Which lines below contain the word "Serialize"? Copy each one.

(Saved data entries)
- - -

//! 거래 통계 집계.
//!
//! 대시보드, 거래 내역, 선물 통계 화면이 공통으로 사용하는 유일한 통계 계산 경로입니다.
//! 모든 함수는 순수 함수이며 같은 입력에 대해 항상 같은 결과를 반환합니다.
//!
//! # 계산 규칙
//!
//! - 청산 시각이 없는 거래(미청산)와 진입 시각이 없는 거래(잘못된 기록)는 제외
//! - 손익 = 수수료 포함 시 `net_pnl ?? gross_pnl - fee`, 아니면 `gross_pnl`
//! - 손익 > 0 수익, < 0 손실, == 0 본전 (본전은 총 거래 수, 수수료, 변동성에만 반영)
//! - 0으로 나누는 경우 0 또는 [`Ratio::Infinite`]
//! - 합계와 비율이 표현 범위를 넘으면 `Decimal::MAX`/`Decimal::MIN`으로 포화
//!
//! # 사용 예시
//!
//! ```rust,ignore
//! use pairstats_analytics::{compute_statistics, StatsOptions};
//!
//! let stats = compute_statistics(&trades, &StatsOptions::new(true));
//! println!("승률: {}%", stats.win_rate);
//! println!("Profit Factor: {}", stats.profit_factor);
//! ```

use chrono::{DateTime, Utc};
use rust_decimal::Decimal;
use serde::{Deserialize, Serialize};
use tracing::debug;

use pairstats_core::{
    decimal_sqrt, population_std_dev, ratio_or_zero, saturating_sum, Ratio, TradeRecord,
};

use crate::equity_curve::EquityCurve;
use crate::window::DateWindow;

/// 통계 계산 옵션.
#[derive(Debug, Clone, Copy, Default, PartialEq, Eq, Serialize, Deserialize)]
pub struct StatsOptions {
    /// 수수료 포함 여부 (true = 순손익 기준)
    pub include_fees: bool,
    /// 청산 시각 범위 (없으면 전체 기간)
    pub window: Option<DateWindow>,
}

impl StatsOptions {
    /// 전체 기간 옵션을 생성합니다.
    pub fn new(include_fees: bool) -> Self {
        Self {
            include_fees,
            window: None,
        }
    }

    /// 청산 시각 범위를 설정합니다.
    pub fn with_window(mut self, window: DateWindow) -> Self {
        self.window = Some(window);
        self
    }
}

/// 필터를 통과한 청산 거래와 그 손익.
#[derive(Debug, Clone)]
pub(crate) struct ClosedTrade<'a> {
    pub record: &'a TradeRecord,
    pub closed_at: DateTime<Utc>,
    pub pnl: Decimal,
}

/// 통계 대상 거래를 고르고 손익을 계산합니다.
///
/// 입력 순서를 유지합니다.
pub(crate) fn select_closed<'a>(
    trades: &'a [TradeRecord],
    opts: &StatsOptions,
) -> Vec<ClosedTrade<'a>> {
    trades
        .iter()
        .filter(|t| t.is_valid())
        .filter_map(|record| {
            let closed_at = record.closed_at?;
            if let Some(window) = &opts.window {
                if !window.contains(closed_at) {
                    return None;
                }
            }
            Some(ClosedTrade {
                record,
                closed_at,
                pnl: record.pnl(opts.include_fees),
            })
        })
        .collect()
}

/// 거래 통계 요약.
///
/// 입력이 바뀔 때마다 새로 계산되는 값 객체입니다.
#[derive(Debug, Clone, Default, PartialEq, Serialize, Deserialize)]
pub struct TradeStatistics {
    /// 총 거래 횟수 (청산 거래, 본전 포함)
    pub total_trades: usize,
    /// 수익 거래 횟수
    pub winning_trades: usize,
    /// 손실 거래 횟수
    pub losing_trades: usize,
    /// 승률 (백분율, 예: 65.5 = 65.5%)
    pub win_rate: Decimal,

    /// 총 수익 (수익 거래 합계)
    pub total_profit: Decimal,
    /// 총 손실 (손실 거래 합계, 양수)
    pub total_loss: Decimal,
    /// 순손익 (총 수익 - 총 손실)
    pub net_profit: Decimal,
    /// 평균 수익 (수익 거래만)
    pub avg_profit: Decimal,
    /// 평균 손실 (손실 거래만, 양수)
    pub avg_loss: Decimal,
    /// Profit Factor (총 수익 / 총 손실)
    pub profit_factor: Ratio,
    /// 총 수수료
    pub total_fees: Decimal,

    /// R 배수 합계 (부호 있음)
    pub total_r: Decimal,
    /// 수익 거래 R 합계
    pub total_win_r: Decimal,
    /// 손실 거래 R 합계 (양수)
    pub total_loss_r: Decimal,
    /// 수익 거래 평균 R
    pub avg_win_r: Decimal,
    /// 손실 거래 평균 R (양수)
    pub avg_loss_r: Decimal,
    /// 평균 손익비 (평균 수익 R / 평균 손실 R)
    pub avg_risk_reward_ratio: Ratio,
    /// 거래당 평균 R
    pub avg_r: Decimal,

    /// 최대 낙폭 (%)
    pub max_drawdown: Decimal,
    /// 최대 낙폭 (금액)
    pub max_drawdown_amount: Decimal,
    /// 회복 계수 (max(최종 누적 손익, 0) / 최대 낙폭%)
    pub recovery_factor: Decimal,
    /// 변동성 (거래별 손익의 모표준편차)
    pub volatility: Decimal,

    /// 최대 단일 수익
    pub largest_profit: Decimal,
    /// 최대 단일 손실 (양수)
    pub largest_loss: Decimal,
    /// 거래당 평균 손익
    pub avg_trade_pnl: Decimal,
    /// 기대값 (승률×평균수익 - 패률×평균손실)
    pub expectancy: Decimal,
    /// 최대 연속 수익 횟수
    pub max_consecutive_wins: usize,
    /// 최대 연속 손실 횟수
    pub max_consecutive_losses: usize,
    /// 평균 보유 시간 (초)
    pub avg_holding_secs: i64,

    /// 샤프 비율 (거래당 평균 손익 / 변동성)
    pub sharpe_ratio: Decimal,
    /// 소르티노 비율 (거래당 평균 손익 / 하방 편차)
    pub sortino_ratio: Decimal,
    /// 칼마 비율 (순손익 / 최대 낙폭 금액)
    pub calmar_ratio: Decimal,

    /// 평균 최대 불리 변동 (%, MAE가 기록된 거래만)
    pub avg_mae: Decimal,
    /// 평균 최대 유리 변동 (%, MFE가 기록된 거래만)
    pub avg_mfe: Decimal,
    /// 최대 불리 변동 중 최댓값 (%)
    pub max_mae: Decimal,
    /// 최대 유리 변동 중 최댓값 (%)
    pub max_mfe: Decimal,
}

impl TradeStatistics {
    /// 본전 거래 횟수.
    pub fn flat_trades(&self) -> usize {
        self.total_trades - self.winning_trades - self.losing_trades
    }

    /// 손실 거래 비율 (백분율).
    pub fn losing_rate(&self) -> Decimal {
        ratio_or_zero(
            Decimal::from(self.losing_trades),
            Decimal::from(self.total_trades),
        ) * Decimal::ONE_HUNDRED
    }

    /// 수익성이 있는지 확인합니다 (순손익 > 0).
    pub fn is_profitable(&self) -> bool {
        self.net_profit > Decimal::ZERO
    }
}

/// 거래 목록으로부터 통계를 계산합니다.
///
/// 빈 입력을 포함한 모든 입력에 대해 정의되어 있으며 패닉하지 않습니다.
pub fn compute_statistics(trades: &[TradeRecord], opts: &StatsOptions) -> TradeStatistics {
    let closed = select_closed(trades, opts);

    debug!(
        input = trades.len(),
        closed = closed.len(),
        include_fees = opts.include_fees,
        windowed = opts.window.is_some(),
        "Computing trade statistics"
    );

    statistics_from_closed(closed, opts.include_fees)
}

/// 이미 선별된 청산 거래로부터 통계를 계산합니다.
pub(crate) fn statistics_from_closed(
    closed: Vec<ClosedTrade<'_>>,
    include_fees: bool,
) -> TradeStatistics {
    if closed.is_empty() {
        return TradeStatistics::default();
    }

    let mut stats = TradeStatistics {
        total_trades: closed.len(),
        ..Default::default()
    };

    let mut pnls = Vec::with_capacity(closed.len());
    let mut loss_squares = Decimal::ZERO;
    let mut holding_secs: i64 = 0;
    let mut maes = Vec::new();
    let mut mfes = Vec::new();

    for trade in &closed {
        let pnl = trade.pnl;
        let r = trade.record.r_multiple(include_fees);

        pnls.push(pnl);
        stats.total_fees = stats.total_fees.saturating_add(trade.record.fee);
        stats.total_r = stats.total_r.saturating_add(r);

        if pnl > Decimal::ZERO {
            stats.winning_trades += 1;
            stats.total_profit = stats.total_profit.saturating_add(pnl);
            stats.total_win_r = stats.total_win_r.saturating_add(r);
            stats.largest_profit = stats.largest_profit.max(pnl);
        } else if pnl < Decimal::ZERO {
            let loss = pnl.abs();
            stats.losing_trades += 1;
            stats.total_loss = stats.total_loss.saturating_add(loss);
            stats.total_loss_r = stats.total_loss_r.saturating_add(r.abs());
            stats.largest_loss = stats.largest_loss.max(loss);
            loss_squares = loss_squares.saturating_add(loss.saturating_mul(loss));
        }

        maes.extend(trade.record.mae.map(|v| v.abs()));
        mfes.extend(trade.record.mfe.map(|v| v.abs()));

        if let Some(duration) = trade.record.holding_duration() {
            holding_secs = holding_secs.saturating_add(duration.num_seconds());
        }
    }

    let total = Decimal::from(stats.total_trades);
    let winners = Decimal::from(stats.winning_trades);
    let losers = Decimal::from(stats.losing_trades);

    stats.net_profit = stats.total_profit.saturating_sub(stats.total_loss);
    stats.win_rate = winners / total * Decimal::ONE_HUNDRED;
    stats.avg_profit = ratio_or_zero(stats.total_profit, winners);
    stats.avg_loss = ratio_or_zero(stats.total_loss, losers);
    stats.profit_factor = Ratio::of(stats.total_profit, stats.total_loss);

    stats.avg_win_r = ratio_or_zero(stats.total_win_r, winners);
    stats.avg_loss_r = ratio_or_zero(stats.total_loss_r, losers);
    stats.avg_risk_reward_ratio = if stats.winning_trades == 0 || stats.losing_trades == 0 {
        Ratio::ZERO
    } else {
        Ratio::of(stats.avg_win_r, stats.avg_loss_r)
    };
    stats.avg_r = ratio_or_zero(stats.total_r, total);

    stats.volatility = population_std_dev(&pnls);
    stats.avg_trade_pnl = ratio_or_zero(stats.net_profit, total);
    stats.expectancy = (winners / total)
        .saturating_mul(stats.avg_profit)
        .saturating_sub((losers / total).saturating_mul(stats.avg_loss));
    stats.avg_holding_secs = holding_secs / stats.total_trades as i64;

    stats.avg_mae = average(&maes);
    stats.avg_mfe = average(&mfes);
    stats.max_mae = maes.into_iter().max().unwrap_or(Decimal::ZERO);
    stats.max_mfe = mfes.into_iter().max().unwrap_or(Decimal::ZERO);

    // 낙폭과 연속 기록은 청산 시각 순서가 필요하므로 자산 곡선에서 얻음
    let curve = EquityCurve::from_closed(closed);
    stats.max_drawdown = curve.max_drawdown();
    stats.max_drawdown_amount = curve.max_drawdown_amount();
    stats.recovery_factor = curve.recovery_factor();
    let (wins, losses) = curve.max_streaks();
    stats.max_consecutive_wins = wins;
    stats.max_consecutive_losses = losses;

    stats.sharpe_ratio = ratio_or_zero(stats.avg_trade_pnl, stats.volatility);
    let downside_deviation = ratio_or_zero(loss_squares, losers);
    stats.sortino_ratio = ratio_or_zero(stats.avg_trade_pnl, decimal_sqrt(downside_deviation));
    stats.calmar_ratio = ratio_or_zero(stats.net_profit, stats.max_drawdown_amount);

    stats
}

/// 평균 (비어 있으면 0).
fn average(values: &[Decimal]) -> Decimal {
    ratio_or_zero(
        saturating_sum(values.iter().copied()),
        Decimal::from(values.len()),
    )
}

- - -

[Exercise solution]
use serde::{Deserialize, Serialize};
#[derive(Debug, Clone, Copy, Default, PartialEq, Eq, Serialize, Deserialize)]
#[derive(Debug, Clone, Default, PartialEq, Serialize, Deserialize)]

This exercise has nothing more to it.